6. Use a Mobile Password Safe App
By using a mobile password safe app to securely store all of your important account login information, it will not only allow you to quickly access your important online services and accounts, but also make your accounts more secure by setting up more secure passwords for each account. Some of the highest rated password safe apps and services, include: LastPass; Dashlane; KeePass; Sticky Password Premium; and 1Password.
LastPass: Free or $12/year for mobile devices.
Dashlane: Free but $40/year for mobile devices.
Sticky Password Premium: $20/year.
1Password: $50 (one time license fee).
7. Keep Location Settings Enabled
Keeping location settings enabled on your smartphone is mainly for smartphone retrieval purposes, so that you can track your smartphone in the event that you lose your smartphone or it is stolen. One popular iOS mobile app for both iPhones and iPads for this purpose is the FindMyiPhone app, which is available in the App Store.
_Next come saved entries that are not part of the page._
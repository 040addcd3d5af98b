//! Resolved plugin capabilities and the per-instance lifecycle
//!
//! Resolving a provider reference yields one of two handle variants:
//! a resource handle with the full create/update/delete lifecycle, or a
//! data handle whose only operation is a read. Callers branch on the
//! variant, never on runtime type inspection.
//!
//! The create-vs-update decision is store existence and nothing else;
//! individual attributes are never diffed. Every lifecycle operation is
//! append-only with respect to failure: a failed plugin invocation leaves
//! the store untouched at its last completed state.

use serde_json::Value;
use std::sync::Arc;

use crate::error::{Error, Result};
use crate::instance::Document;
use crate::paths;
use crate::reference::{ProviderRef, ResourceKind};
use crate::store::InstanceStore;
use crate::transport::{PluginInput, Runtime, run_plugin};

/// What an apply did to the instance
#[derive(Debug, Clone, Copy, PartialEq, Eq)]
pub enum ApplyOutcome {
    Created,
    Updated,
    /// Data instance re-read
    Read,
}

/// What a destroy did to the instance
#[derive(Debug, Clone, PartialEq, Eq)]
pub enum DestroyOutcome {
    Removed,
    /// Nothing to do; repeated destroys are safe
    Skipped { reason: String },
}

/// A callable capability bound to one provider reference
#[derive(Clone)]
pub enum PluginHandle {
    Resource(ResourceHandle),
    Data(DataHandle),
}

impl PluginHandle {
    /// Parse `reference` and bind the matching handle variant to `runtime`.
    pub fn resolve(reference: &str, runtime: Arc<dyn Runtime>) -> Result<Self> {
        let provider = ProviderRef::parse(reference)?;
        Ok(match provider.kind {
            ResourceKind::Resource => Self::Resource(ResourceHandle { provider, runtime }),
            ResourceKind::Data => Self::Data(DataHandle { provider, runtime }),
        })
    }

    pub fn provider(&self) -> &ProviderRef {
        match self {
            Self::Resource(handle) => &handle.provider,
            Self::Data(handle) => &handle.provider,
        }
    }

    pub fn apply(&self, address: &str, argument: &Value, store: &mut InstanceStore) -> Result<ApplyOutcome> {
        match self {
            Self::Resource(handle) => handle.apply(address, argument, store),
            Self::Data(handle) => handle.apply(address, argument, store),
        }
    }
}

/// Full-lifecycle handle for `resource` providers
#[derive(Clone)]
pub struct ResourceHandle {
    provider: ProviderRef,
    runtime: Arc<dyn Runtime>,
}

impl ResourceHandle {
    /// Converge `address` to `argument`: update if a document exists,
    /// create otherwise. The document is only written after the plugin
    /// succeeds.
    pub fn apply(&self, address: &str, argument: &Value, store: &mut InstanceStore) -> Result<ApplyOutcome> {
        if store.exists(address) {
            let document = store.find(address)?;
            let custom_state_dir = document.custom_state_dir.clone();
            // Ordered pair: new argument, then last output as state.
            let arguments = vec![argument.clone(), document.output.clone()];

            log::info!("[{address} ({})] updating", self.provider);
            let input = self.input("update", &custom_state_dir, arguments);
            let output = invoke(&*self.runtime, &self.provider, address, "update", &input)?;

            store.upsert(address, self.document(&custom_state_dir, argument, output))?;
            log::info!("[{address} ({})] updated", self.provider);
            Ok(ApplyOutcome::Updated)
        } else {
            let custom_state_dir = paths::custom_state_dir(address);

            log::info!("[{address} ({})] creating", self.provider);
            let input = self.input("create", &custom_state_dir, vec![argument.clone()]);
            let output = invoke(&*self.runtime, &self.provider, address, "create", &input)?;

            store.upsert(address, self.document(&custom_state_dir, argument, output))?;
            log::info!("[{address} ({})] created", self.provider);
            Ok(ApplyOutcome::Created)
        }
    }

    /// Tear down `address`. An absent address is already satisfied and
    /// short-circuits without touching the plugin. The document is only
    /// removed after the plugin succeeds, so a failed delete can be
    /// retried.
    pub fn destroy(&self, address: &str, store: &mut InstanceStore) -> Result<DestroyOutcome> {
        if !store.exists(address) {
            log::info!("[{address} ({})] skipped, no instance recorded", self.provider);
            return Ok(DestroyOutcome::Skipped {
                reason: "no instance recorded".to_string(),
            });
        }

        let document = store.find(address)?;
        let input = self.input(
            "delete",
            &document.custom_state_dir,
            vec![document.output.clone()],
        );

        log::info!("[{address} ({})] deleting", self.provider);
        invoke(&*self.runtime, &self.provider, address, "delete", &input)?;

        store.delete(address)?;
        log::info!("[{address} ({})] deleted", self.provider);
        Ok(DestroyOutcome::Removed)
    }

    fn input(&self, operation: &str, custom_state_dir: &str, arguments: Vec<Value>) -> PluginInput {
        PluginInput::new(
            self.provider.kind.as_str(),
            &self.provider.name,
            operation,
            custom_state_dir,
            arguments,
        )
    }

    fn document(&self, custom_state_dir: &str, argument: &Value, output: Value) -> Document {
        Document {
            provider: self.provider.reference.clone(),
            custom_state_dir: custom_state_dir.to_string(),
            argument: argument.clone(),
            output,
        }
    }
}

/// Read-only handle for `data` providers; never torn down by the engine
#[derive(Clone)]
pub struct DataHandle {
    provider: ProviderRef,
    runtime: Arc<dyn Runtime>,
}

impl DataHandle {
    /// Re-read the source unconditionally and record the result. Data
    /// instances are never diffed against a prior document.
    pub fn apply(&self, address: &str, argument: &Value, store: &mut InstanceStore) -> Result<ApplyOutcome> {
        let custom_state_dir = paths::custom_state_dir(address);

        log::info!("[{address} ({})] reading", self.provider);
        let input = PluginInput::new(
            self.provider.kind.as_str(),
            &self.provider.name,
            "get",
            &custom_state_dir,
            vec![argument.clone()],
        );
        let output = invoke(&*self.runtime, &self.provider, address, "get", &input)?;

        store.upsert(
            address,
            Document {
                provider: self.provider.reference.clone(),
                custom_state_dir,
                argument: argument.clone(),
                output,
            },
        )?;
        log::info!("[{address} ({})] read", self.provider);
        Ok(ApplyOutcome::Read)
    }
}

fn invoke(
    runtime: &dyn Runtime,
    provider: &ProviderRef,
    address: &str,
    operation: &str,
    input: &PluginInput,
) -> Result<Value> {
    run_plugin(runtime, &provider.identity, input).map_err(|source| Error::PluginExecution {
        address: address.to_string(),
        operation: operation.to_string(),
        source,
    })
}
Some highly rated Android smartphone retrieval apps include: Android Device Manager; Anti-Theft Alarm; Seek Droid: Find My Phone and Where’s My Droid.
8. Turn Off NFS, Bluetooth, and GPS When Not in Use
Making sure that you’re Bluetooth and Near Field Communications (NFC) are off on your smartphone or tablet is crucial, since NFS technology can accidentally lead to your private financial data and location information being leaked to a random passerby. Also make sure that you only provide access to your smartphone to trusted Bluetooth sources, such as your car.
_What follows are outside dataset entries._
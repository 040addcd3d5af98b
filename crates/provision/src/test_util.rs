//! Scripted runtime shared by the transport, handle, and engine tests

use serde_json::Value;
use std::collections::VecDeque;
use std::sync::Mutex;

use crate::reference::TransportIdentity;
use crate::transport::{PluginInput, PluginSettings, Runtime, TransportError};

/// One recorded [`Runtime::call`]
#[derive(Debug, Clone)]
pub struct RecordedCall {
    pub image: String,
    pub input: PluginInput,
    pub settings: Option<PluginSettings>,
}

/// A [`Runtime`] that answers preflight with a fixed response and
/// execution calls with a scripted queue, recording everything it sees.
pub struct ScriptedRuntime {
    preflight_response: Value,
    responses: Mutex<VecDeque<Result<Value, TransportError>>>,
    calls: Mutex<Vec<RecordedCall>>,
}

impl Default for ScriptedRuntime {
    fn default() -> Self {
        Self::new()
    }
}

impl ScriptedRuntime {
    pub fn new() -> Self {
        Self::with_settings(PluginSettings::default())
    }

    pub fn with_settings(settings: PluginSettings) -> Self {
        Self::with_preflight_response(serde_json::to_value(settings).expect("settings serialize"))
    }

    pub fn with_null_preflight() -> Self {
        Self::with_preflight_response(Value::Null)
    }

    pub fn with_preflight_response(response: Value) -> Self {
        Self {
            preflight_response: response,
            responses: Mutex::new(VecDeque::new()),
            calls: Mutex::new(Vec::new()),
        }
    }

    /// Queue the output of the next execution call.
    pub fn push_output(&self, value: Value) {
        self.responses.lock().unwrap().push_back(Ok(value));
    }

    /// Queue a non-zero-exit failure for the next execution call.
    pub fn push_failure(&self, output: &str) {
        self.responses.lock().unwrap().push_back(Err(TransportError::Failed {
            image: "scripted".to_string(),
            code: Some(1),
            output: output.to_string(),
        }));
    }

    pub fn calls(&self) -> Vec<RecordedCall> {
        self.calls.lock().unwrap().clone()
    }

    /// Execution calls only, preflights filtered out.
    pub fn executions(&self) -> Vec<PluginInput> {
        self.calls()
            .into_iter()
            .filter(|call| !call.input.is_preflight())
            .map(|call| call.input)
            .collect()
    }

    /// Operations of the execution calls, in order.
    pub fn operations(&self) -> Vec<String> {
        self.executions().into_iter().map(|input| input.operation).collect()
    }
}

impl Runtime for ScriptedRuntime {
    fn call(
        &self,
        identity: &TransportIdentity,
        input: &PluginInput,
        settings: Option<&PluginSettings>,
    ) -> Result<Value, TransportError> {
        self.calls.lock().unwrap().push(RecordedCall {
            image: identity.image().to_string(),
            input: input.clone(),
            settings: settings.cloned(),
        });
        if input.is_preflight() {
            return Ok(self.preflight_response.clone());
        }
        self.responses
            .lock()
            .unwrap()
            .pop_front()
            .unwrap_or(Ok(Value::Null))
    }
}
9. Keep Sensitive Files Off Your Phone
Rather than keeping all of your sensitive personal data on your smartphone, you can back up your data on your computer, external hard drive, or USB drive. And if you want to be extra safe you can encrypt your most sensitive personal or financial data on an encrypted USB or external hard drive.
10. Back Up Regularly
It is crucial that you back-up your mobile data on a fairly regular basis, which can be done extremely affordably and efficiently using a good mobile backup data app. Some of the top Android backup apps include: Helium App Sync and Backup (Free or $4.99); Ultimate Backup (Free or $2.99); Titanium Backup (Free or $6.58); My Backup Pro (30-day Free Trial or $4.99); Super Backup (Free or $1.99 without ads); and Avast’s Mobile Backup & Restore (Free or $1.99/month). Check out this full list of the top 10 Android smartphone backup apps.
In terms of backup apps for the iPhone, besides Google Drive and other popular storage cloud services, such as iCloud, Box, and DropBox, there are a lot less backup apps, except for a small handful of ones, such as McAfee Security (Free), Lookout, IDrive Online Backup, but make sure you do your due diligence when selecting an iPhone or iPad backup service, since many of these listed above are fairly new and don’t have many ratings in the App Store.